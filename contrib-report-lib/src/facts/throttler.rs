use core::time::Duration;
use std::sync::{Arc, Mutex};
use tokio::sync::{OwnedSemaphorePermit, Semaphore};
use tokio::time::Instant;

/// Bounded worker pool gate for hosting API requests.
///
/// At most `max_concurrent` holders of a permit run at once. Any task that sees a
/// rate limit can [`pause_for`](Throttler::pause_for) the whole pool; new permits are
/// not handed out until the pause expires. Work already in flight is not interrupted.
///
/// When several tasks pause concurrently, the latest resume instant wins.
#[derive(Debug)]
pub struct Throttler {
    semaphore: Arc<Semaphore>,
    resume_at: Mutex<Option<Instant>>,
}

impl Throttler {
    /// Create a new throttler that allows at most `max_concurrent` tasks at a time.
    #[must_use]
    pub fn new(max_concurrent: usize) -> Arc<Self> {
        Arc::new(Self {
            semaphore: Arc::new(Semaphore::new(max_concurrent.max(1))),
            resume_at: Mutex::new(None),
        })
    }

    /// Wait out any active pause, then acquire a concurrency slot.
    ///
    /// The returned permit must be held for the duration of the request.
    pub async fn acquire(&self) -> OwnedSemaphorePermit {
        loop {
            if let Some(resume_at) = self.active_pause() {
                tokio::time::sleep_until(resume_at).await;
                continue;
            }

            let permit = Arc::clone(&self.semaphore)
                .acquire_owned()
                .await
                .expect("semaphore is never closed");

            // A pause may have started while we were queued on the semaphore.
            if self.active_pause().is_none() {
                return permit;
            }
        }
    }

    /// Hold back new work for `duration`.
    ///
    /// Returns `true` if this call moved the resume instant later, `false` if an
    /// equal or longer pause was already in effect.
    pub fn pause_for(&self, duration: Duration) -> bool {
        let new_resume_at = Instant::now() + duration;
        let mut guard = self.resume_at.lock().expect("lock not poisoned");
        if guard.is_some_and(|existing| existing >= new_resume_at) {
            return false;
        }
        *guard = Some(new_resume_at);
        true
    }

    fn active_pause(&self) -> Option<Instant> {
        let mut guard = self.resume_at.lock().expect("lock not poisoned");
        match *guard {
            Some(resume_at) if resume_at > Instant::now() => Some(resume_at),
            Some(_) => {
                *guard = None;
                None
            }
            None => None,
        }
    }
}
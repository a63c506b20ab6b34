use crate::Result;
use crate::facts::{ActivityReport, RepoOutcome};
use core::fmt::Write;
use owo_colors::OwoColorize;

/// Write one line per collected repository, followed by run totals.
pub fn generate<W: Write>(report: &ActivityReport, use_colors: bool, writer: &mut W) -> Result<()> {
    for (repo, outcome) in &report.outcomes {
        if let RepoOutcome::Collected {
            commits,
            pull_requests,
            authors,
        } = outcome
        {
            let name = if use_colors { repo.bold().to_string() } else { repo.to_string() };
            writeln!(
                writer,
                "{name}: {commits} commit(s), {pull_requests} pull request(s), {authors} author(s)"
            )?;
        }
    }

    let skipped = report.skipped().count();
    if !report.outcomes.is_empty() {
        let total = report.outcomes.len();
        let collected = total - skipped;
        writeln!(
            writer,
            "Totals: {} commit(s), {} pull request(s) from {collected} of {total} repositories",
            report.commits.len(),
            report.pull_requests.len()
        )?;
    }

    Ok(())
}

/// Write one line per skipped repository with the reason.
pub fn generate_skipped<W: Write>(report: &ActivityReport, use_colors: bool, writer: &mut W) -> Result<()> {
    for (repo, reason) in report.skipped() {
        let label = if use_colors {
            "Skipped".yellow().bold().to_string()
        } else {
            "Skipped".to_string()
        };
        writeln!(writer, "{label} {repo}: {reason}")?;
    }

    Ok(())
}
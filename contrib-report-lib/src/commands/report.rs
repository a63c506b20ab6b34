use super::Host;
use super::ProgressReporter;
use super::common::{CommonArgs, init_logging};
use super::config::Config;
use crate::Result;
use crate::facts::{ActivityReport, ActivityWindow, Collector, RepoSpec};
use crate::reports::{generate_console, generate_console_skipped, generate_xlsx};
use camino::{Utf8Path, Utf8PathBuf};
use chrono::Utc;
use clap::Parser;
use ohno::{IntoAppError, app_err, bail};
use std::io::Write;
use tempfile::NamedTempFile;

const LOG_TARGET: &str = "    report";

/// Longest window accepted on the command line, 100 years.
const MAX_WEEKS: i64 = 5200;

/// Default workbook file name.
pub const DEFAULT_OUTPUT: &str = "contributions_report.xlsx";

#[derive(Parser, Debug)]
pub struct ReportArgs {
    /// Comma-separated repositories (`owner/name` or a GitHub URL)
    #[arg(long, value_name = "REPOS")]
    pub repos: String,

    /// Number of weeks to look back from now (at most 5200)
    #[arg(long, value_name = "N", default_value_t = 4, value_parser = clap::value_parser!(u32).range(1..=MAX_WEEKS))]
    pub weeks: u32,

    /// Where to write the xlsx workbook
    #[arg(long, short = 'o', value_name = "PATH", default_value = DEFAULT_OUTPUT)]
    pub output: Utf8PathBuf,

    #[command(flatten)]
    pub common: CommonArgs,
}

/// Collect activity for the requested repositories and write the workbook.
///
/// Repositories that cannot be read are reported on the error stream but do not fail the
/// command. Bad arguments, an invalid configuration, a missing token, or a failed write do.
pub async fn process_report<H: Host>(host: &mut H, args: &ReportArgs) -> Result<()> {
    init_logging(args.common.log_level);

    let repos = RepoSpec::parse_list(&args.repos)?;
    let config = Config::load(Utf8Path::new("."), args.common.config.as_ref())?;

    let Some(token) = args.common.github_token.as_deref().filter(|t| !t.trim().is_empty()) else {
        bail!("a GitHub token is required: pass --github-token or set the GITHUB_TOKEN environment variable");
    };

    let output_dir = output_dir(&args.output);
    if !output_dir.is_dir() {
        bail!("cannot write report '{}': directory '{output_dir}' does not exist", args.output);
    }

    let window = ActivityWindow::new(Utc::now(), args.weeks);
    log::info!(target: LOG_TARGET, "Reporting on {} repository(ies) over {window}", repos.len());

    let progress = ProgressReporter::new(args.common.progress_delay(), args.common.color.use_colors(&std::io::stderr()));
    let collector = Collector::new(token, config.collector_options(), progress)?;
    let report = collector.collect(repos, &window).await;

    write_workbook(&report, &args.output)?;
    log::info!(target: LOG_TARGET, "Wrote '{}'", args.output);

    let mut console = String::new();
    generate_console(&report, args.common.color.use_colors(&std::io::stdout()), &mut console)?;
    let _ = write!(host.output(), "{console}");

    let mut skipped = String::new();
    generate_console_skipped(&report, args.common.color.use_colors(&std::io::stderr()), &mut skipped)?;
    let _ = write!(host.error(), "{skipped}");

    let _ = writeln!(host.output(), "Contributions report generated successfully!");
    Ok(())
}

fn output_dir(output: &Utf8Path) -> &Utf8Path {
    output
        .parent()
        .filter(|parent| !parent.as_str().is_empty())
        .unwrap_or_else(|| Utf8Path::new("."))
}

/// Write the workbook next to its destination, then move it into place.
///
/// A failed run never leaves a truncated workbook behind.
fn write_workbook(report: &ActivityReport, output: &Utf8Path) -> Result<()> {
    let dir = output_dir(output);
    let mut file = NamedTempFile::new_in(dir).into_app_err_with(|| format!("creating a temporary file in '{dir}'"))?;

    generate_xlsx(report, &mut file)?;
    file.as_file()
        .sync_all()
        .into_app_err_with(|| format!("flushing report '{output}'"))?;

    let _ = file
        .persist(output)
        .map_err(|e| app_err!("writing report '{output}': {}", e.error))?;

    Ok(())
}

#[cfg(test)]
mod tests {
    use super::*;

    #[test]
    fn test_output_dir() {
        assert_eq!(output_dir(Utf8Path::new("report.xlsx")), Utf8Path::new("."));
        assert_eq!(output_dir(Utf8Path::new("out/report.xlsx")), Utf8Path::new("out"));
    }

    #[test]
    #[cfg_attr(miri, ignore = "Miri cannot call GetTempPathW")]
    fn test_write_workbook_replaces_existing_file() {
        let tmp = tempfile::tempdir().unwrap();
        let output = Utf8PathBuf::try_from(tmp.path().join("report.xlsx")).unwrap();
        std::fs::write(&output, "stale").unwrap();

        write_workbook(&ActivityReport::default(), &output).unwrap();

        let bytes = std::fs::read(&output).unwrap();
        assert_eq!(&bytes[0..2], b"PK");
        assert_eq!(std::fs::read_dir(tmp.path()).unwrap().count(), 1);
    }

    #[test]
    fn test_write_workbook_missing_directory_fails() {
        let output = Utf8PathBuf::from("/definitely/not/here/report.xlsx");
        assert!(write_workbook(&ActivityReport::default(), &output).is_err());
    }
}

-- WHAT THE TASK ASKS --
Write out only the lines from the very start of the entries above to the line that includes "if let Some(resume_at)", both ends included, each one unchanged.

-- SOLUTION TO THE PROBLEM --
filename contrib-report-lib/src/facts/throttler.rs
use core::time::Duration;
use std::sync::{Arc, Mutex};
use tokio::sync::{OwnedSemaphorePermit, Semaphore};
use tokio::time::Instant;

/// Bounded worker pool gate for hosting API requests.
///
/// At most `max_concurrent` holders of a permit run at once. Any task that sees a
/// rate limit can [`pause_for`](Throttler::pause_for) the whole pool; new permits are
/// not handed out until the pause expires. Work already in flight is not interrupted.
///
/// When several tasks pause concurrently, the latest resume instant wins.
#[derive(Debug)]
pub struct Throttler {
    semaphore: Arc<Semaphore>,
    resume_at: Mutex<Option<Instant>>,
}

impl Throttler {
    /// Create a new throttler that allows at most `max_concurrent` tasks at a time.
    #[must_use]
    pub fn new(max_concurrent: usize) -> Arc<Self> {
        Arc::new(Self {
            semaphore: Arc::new(Semaphore::new(max_concurrent.max(1))),
            resume_at: Mutex::new(None),
        })
    }

    /// Wait out any active pause, then acquire a concurrency slot.
    ///
    /// The returned permit must be held for the duration of the request.
    pub async fn acquire(&self) -> OwnedSemaphorePermit {
        loop {
            if let Some(resume_at) = self.active_pause() {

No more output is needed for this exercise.